ISBN: 979-13-7043-074-0
© Javier Rodríguez Ruiz
Introducción
Mi primera formación académica fue Ingeniería Industrial. A pesar de que había sacado buenas notas en matemáticas, notaba que tenía bastantes lagunas en la base matemática de algunas asignaturas como elasticidad y mecánica de fluidos. No entendía bien esas cosas que se llamaban tensores y que tanto se usaban. Empecé a consultar libros sobre tensores y entendía más bien poco. Allí se decía que eran magnitudes físicas independientes del sistema de coordenadas utilizado para medirlos (por ejemplo, Kay [Ka] o Synge [Sy]). Sin embargo, estaban llenos de subíndices y superíndices; había una fórmula que relacionaba las componentes de un tensor en distintos sistemas de coordenadas, llenas de derivadas parciales donde la misma letra era a veces una función, a veces un número fijo, a veces una variable dependiente y a veces una variable independiente. No sabía qué era realmente un tensor. La teoría de la relatividad especial y general también me llamaba mucho la atención. Un profesor me dijo algo así: «Hay dos niveles en geometría diferencial, una que ve el objeto desde fuera y otra que lo ve desde dentro; para estudiar relatividad necesitas el segundo tipo, pues tienes que estudiar la curvatura del espacio sin salir del propio espacio». En aquel momento entendí más bien poco de sus palabras. Pasados los años, y debido a mi pasión por las matemáticas, empecé el Grado de Matemáticas. La primera vez que me encontré con tensores en el grado se definían como formas multilineales (por ejemplo, Spivak [Sp o Hernando [He]). Mi lío fue en aumento, ¿qué tienen que ver todos esos subíndices y derivadas parciales de los libros de física con las formas multilineales de los libros de matemáticas? Después de haber cursado todas las asignaturas obligatorias y optativas de geometría y tolopología del grado, me enfrenté a algunos libros (Bobillo-Dehesa [Bo], Chamizo [Ch], Sánchez-Flores [Sa], Kay Ka o Rashevski [Ra]) sobre tensores tanto matemáticos como físicos, ¡y era capaz de entenderlo! ¡Menuda alegría! Por ello, creí que sería una buena cosa escribir un texto para intentar acercar estos dos puntos de vista a la hora de trabajar con tensores: el matemático y el físico. El lector juzgará si se ha conseguido.

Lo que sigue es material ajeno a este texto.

// SPDX-License-Identifier: MIT
//
// n-mark: a modal Markdown editor for the terminal.
//
// The binary wires the two library crates together:
//
//   n-term   → raw mode, input parsing, frame rendering, event loop
//   n-editor → buffer, motions, modes, the editing session
//
// `Editor` implements n-term's `App`. Each keypress flows through:
//
//   stdin → parser → handle_event → to_key → Session::handle_key
//   paint → ui::Painter → frame → diff renderer → terminal
//
// Logs go to a file, never to the terminal, which is in raw mode while the
// editor runs.

mod cli;
mod preview;
mod theme;
mod ui;

use std::fs::{self, File};
use std::path::PathBuf;
use std::process;
use std::sync::Mutex;
use std::time::Instant;

use anyhow::Context;
use tracing::{info, warn};
use tracing_subscriber::EnvFilter;

use n_editor::clipboard::CommandClipboard;
use n_editor::config::Config;
use n_editor::keymap::Key;
use n_editor::session::{Flow, Session};
use n_term::ansi::CursorShape;
use n_term::event_loop::{Action, App, EventLoop};
use n_term::input::{Event, KeyCode, KeyEvent, Modifiers};
use n_term::screen::Frame;
use n_term::terminal::Size;

use crate::cli::Command;
use crate::ui::Painter;

// ─── App ────────────────────────────────────────────────────────────────────

struct Editor {
    session: Session,
    painter: Painter,
}

impl Editor {
    fn new(session: Session) -> Self {
        Self {
            session,
            painter: Painter::new(),
        }
    }
}

impl App for Editor {
    fn handle_event(&mut self, event: &Event) -> Action {
        match event {
            Event::Key(key) => {
                let Some(key) = to_key(key) else {
                    return Action::Continue;
                };
                match self.session.handle_key(key) {
                    Flow::Continue => Action::Continue,
                    Flow::Quit => Action::Quit,
                }
            }
            Event::Paste(text) => {
                self.session.paste_text(text);
                Action::Continue
            }
        }
    }

    fn resized(&mut self, size: Size) {
        self.session.resize(size.cols, size.rows);
    }

    fn tick(&mut self) -> bool {
        self.session.tick(Instant::now())
    }

    fn paint(&mut self, frame: &mut Frame) {
        self.painter.paint(&mut self.session, frame);
    }

    fn cursor(&self) -> Option<(u16, u16, CursorShape)> {
        ui::cursor(&self.session)
    }
}

/// Terminal key to editor key. Keys the editor has no use for map to `None`.
fn to_key(event: &KeyEvent) -> Option<Key> {
    let mods = event.modifiers;
    if mods.contains(Modifiers::ALT) {
        return None;
    }
    let shift = mods.contains(Modifiers::SHIFT);

    let key = match event.code {
        KeyCode::Char(ch) if mods.contains(Modifiers::CTRL) => {
            if !ch.is_ascii_alphabetic() {
                return None;
            }
            Key::Ctrl(ch.to_ascii_lowercase())
        }
        KeyCode::Char(ch) => Key::Char(ch),
        KeyCode::Enter => Key::Enter,
        KeyCode::Escape => Key::Esc,
        KeyCode::Backspace => Key::Backspace,
        KeyCode::Delete => Key::Delete,
        KeyCode::Tab if shift => Key::BackTab,
        KeyCode::Tab => Key::Tab,
        KeyCode::BackTab => Key::BackTab,
        KeyCode::Insert if shift => Key::ShiftInsert,
        KeyCode::Left => Key::Left,
        KeyCode::Right => Key::Right,
        KeyCode::Up => Key::Up,
        KeyCode::Down => Key::Down,
        KeyCode::Home => Key::Home,
        KeyCode::End => Key::End,
        KeyCode::Insert | KeyCode::PageUp | KeyCode::PageDown | KeyCode::F(_) => return None,
    };
    Some(key)
}

// ─── Logging ────────────────────────────────────────────────────────────────

fn log_path() -> Option<PathBuf> {
    let dir = dirs::state_dir().or_else(dirs::cache_dir)?.join("n-mark");
    fs::create_dir_all(&dir).ok()?;
    Some(dir.join("n-mark.log"))
}

/// Send `tracing` output to the log file. Without one, logs are dropped.
fn init_logging() {
    let Some(path) = log_path() else {
        return;
    };
    let Ok(file) = File::options().create(true).append(true).open(&path) else {
        return;
    };
    let filter = EnvFilter::try_from_default_env().unwrap_or_else(|_| EnvFilter::new("info"));
    let _ = tracing_subscriber::fmt()
        .with_env_filter(filter)
        .with_writer(Mutex::new(file))
        .with_ansi(false)
        .try_init();
}

// ─── Entry point ────────────────────────────────────────────────────────────

fn run(path: Option<PathBuf>) -> anyhow::Result<()> {
    init_logging();
    info!(version = env!("CARGO_PKG_VERSION"), path = ?path, "starting");

    let config = Config::load();
    let session = Session::open(path, config, Box::new(CommandClipboard::new()));
    let mut editor = Editor::new(session);

    let mut event_loop = EventLoop::new().context("failed to initialize terminal")?;
    if let Err(err) = event_loop.run(&mut editor) {
        warn!(%err, "event loop failed");
        return Err(err).context("terminal I/O failed");
    }

    info!("exiting");
    Ok(())
}

fn main() -> anyhow::Result<()> {
    match cli::parse(std::env::args().skip(1)) {
        Command::Run(path) => run(path)?,
        Command::Version => println!("{}", cli::version()),
        Command::VersionShort => println!("{}", cli::version_short()),
        Command::Help => print!("{}", cli::help()),
        Command::UnknownFlag(flag) => {
            eprintln!("Unknown flag: {flag}\n");
            eprint!("{}", cli::help());
            process::exit(1);
        }
    }
    Ok(())
}

// ─── Tests ──────────────────────────────────────────────────────────────────

#[cfg(test)]
mod tests {
    use super::*;
    use n_editor::buffer::Buffer;
    use n_editor::clipboard::NoClipboard;
    use n_editor::mode::{Mode, Tab};
    use pretty_assertions::assert_eq;

    // ── Helpers ───────────────────────────────────────────────────────────

    fn key(code: KeyCode) -> KeyEvent {
        KeyEvent {
            code,
            modifiers: Modifiers::empty(),
        }
    }

    fn key_mod(code: KeyCode, modifiers: Modifiers) -> KeyEvent {
        KeyEvent { code, modifiers }
    }

    fn press(ch: char) -> Event {
        Event::Key(key(KeyCode::Char(ch)))
    }

    fn editor_with(text: &str) -> Editor {
        let session = Session::from_buffer(
            Buffer::from_text(text),
            Config::default(),
            Box::new(NoClipboard),
        );
        Editor::new(session)
    }

    // ── to_key ────────────────────────────────────────────────────────────

    #[test]
    fn plain_keys() {
        assert_eq!(to_key(&key(KeyCode::Char('x'))), Some(Key::Char('x')));
        assert_eq!(to_key(&key(KeyCode::Char('G'))), Some(Key::Char('G')));
        assert_eq!(to_key(&key(KeyCode::Escape)), Some(Key::Esc));
        assert_eq!(to_key(&key(KeyCode::Enter)), Some(Key::Enter));
        assert_eq!(to_key(&key(KeyCode::Home)), Some(Key::Home));
    }

    #[test]
    fn ctrl_letters_are_lowercased() {
        let ctrl = |ch| to_key(&key_mod(KeyCode::Char(ch), Modifiers::CTRL));
        assert_eq!(ctrl('s'), Some(Key::Ctrl('s')));
        assert_eq!(ctrl('Q'), Some(Key::Ctrl('q')));
        assert_eq!(ctrl('@'), None);
    }

    #[test]
    fn shift_tab_spellings() {
        assert_eq!(to_key(&key(KeyCode::BackTab)), Some(Key::BackTab));
        assert_eq!(
            to_key(&key_mod(KeyCode::Tab, Modifiers::SHIFT)),
            Some(Key::BackTab)
        );
        assert_eq!(to_key(&key(KeyCode::Tab)), Some(Key::Tab));
    }

    #[test]
    fn shift_insert_pastes_plain_insert_does_not() {
        assert_eq!(
            to_key(&key_mod(KeyCode::Insert, Modifiers::SHIFT)),
            Some(Key::ShiftInsert)
        );
        assert_eq!(to_key(&key(KeyCode::Insert)), None);
    }

    #[test]
    fn unused_keys_are_dropped() {
        assert_eq!(to_key(&key(KeyCode::PageUp)), None);
        assert_eq!(to_key(&key(KeyCode::F(5))), None);
        assert_eq!(
            to_key(&key_mod(KeyCode::Char('x'), Modifiers::ALT)),
            None
        );
    }

    // ── App ───────────────────────────────────────────────────────────────

    #[test]
    fn typing_reaches_the_buffer() {
        let mut e = editor_with("");
        for ev in [press('i'), press('h'), press('i')] {
            assert_eq!(e.handle_event(&ev), Action::Continue);
        }
        assert_eq!(e.session.buffer().contents(), "hi");
        assert_eq!(e.session.mode(), Mode::Insert);
    }

    #[test]
    fn ctrl_q_quits() {
        let mut e = editor_with("");
        let ev = Event::Key(key_mod(KeyCode::Char('q'), Modifiers::CTRL));
        assert_eq!(e.handle_event(&ev), Action::Quit);
    }

    #[test]
    fn bracketed_paste_in_insert_mode() {
        let mut e = editor_with("xy");
        e.handle_event(&press('a'));
        e.handle_event(&Event::Paste("1\r\n2".to_owned()));
        assert_eq!(e.session.buffer().contents(), "x1\n2y");
    }

    #[test]
    fn bracketed_paste_ignored_in_normal_mode() {
        let mut e = editor_with("xy");
        e.handle_event(&Event::Paste("zzz".to_owned()));
        assert_eq!(e.session.buffer().contents(), "xy");
    }

    #[test]
    fn resize_and_paint() {
        let mut e = editor_with("# Hello");
        e.resized(Size { cols: 30, rows: 6 });
        let mut frame = Frame::new(30, 6);
        e.paint(&mut frame);
        assert!(frame.row_text(1).starts_with("# Hello"));
        assert_eq!(e.cursor(), Some((0, 1, CursorShape::SteadyBlock)));
    }

    #[test]
    fn tab_switches_to_preview_and_hides_cursor() {
        let mut e = editor_with("text");
        e.handle_event(&Event::Key(key(KeyCode::Tab)));
        assert_eq!(e.session.tab(), Tab::Preview);
        assert_eq!(e.cursor(), None);
    }
}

Así, este texto pretende tender puentes entre la forma matemática y la forma física de concebir el concepto de tensor y proporcionar una base matemática para proseguir en el estudio de tensores. En particular, nos vamos a centrar en la parte algebraica de los campos de tensores y q-formas diferenciales en variedades. Para comprender este texto el lector debe tener conocimientos de álgebra lineal, análisis en varias variables y topología básica.
El capítulo 1 está dividido en cinco secciones. En este capítulo introducimos el concepto de tensor y sus operaciones algebraicas, así como el concepto de q-forma, que no deja de ser un tipo particular de tensor. Como veremos, el objeto tensor engloba a muchos otros del álgebra lineal, lo que nos permitirá ahorrar esfuerzos, pues estudiando un solo objeto obtendremos conclusiones para una gran variedad de ellos. No trabajaremos en este capítulo con campos tensoriales, cosa que haremos en el siguiente. A su vez, tenderemos puentes entre el punto de vista matemático y el físico sobre tensores. Los libros de matemáticas definen tensor como cierta forma multilineal y, a partir de él, definen las distintas operaciones; las demostraciones que aquí veremos no suelen venir tan detalladas y pocas veces se detienen a «bajar a la arena» para trabajar con bases y componentes de tensores. Por su parte, los textos físicos suelen atacar la definición de tensor diciendo que son magnitudes físicas independientes del sistema de coordenadas utilizado para medir y, rápidamente, aparece un conjunto de coeficientes junto con la regla para cambiar el valor de los mismos al cambiar de sistema de coordenadas; a su vez, las operaciones se definen directamente en componentes. En el capítulo 1 veremos que estos coeficientes dependen de la base vectorial y en el capítulo 2 que cada sistema de coordenadas o carta de la variedad tiene una base natural asociada, de ahí que las componentes cambien con el sistema de coordenadas.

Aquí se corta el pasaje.